Kagome, none the worse for wear from her extra trip to the hospital, was now up and about for short periods. She had progressed to walking slowly around the grounds with Mama or Souta or sometimes Inuyasha at her side.

Today, Inuyasha looked restless. His impatient voice carried quite clearly across the littered gravel.

"I don't understand why I can't just take the Jewel back to the past and kill him then!"

Unrepentantly curious, Miroku drifted closer with his broom.

The conversation must have been going on for some time, because Kagome seemed to be losing her patience. "Because then he wouldn't have been here in the future! Don't you remember the time paradox I explained to you?"

"Keh," Inuyasha conceded. "Well, then what _can_ I do with the Jewel? After all we've gone through to get it, it's stupid to just let it sit there." Miroku wasn't sure that would be such a bad thing at all, but was nevertheless quite pleased that Inuyasha no longer seemed to be considering using the Jewel to become a full demon.

Kagome seemed to be having the same thought, because she smiled proudly at the half-demon. Then cast her eyes down shyly and said so quietly that Miroku had to strain to hear, "Inuyasha, do you ever think you could, you might become human and stay here with…us?"

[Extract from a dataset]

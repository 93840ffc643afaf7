mod file_repository;

pub use file_repository::{
    DeleteIfUnused, DeleteUnconditionally, FileRepository, MarkUsed, PgFileRepository,
};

Inuyasha flushed, looked away, stammered. "Well, I should get back to check on Kikyo…I shouldn't leave her all alone there with Naraku…"

Miroku braced himself for Kagome's inevitable outburst, but it never came. "I see," she said, looking thoughtfully at Inuyasha. Not angry. Not even resigned. Just calm, and …a little relieved?

And as Miroku stood with mouth open and broom stilled, Kagome firmed her jaw, straightened her shoulders, and looked directly up at Inuyasha. "OK, then. When you go back to Kikyo, take the Jewel with you. You have to promise me that as soon as you see her, you will tell her everything that happened in this time. Everything, including there not being any demons around, and Naraku staying in human form, and how we defeated him--_everything_. Then give her the Jewel and tell her that I trust her to make the right wish. _Promise me_."

"Kagome–" 

"Inuyasha. _Promise_."

"All right, all right. I promise."

"Good."

Miroku was so astonished that he had completely forgotten to pretend he wasn't listening. What was Kagome up to?

"At least stay for lunch," she was saying. "We'll make you some ramen, if you'd like."

And all through the rest of the morning and over steaming bowls of noodles at lunch, Miroku stared bemusedly at Kagome and Inuyasha. It _almost_ made sense if he assumed that Kagome was nobly giving up Inuyasha for both their sakes. But if that were the case, why was she so calm? It was extremely odd.

After lunch there was an uncomfortable moment, as everyone wondered what kind of good-byes were in order. Was Inuyasha planning to return? Seemingly in unison, the Higurashis decided to treat this as one of the half-demon's regular departures.

"See ya!" chirped Souta, running off with his Xbox.

"Safe trip, dear," smiled Mrs. Higurashi, patting him affectionately on the shoulder as she left to do the grocery shopping.

And Grandfather began, "Before you go, let me show you an ancient artifact I've just remembered…" At which point Miroku extracted Inuyasha with a smiling excuse and dragged him out into the yard.

They walked towards the wellhouse in silence for a while, neither sure of what to say. Finally Miroku remembered, "Will you say good-bye to Mushin for me, please?"

"I will. Tough luck you have to stay here."

"Not at all. I am coming to like it. And I gather that this time is full of opportunity for a clever man."

"I don't know how you'll do it. I never could."

"I did say a _clever_ man, Inuyasha," he smiled.

"Keh." There was a pause. "Watch over Kagome while I'm gone, all right?"

"Of course."

"And keep your hands off of her."

And since there was still a part of Miroku that was never going to concede any contest to the half-demon, he laughed. "That I will never promise, Inuyasha."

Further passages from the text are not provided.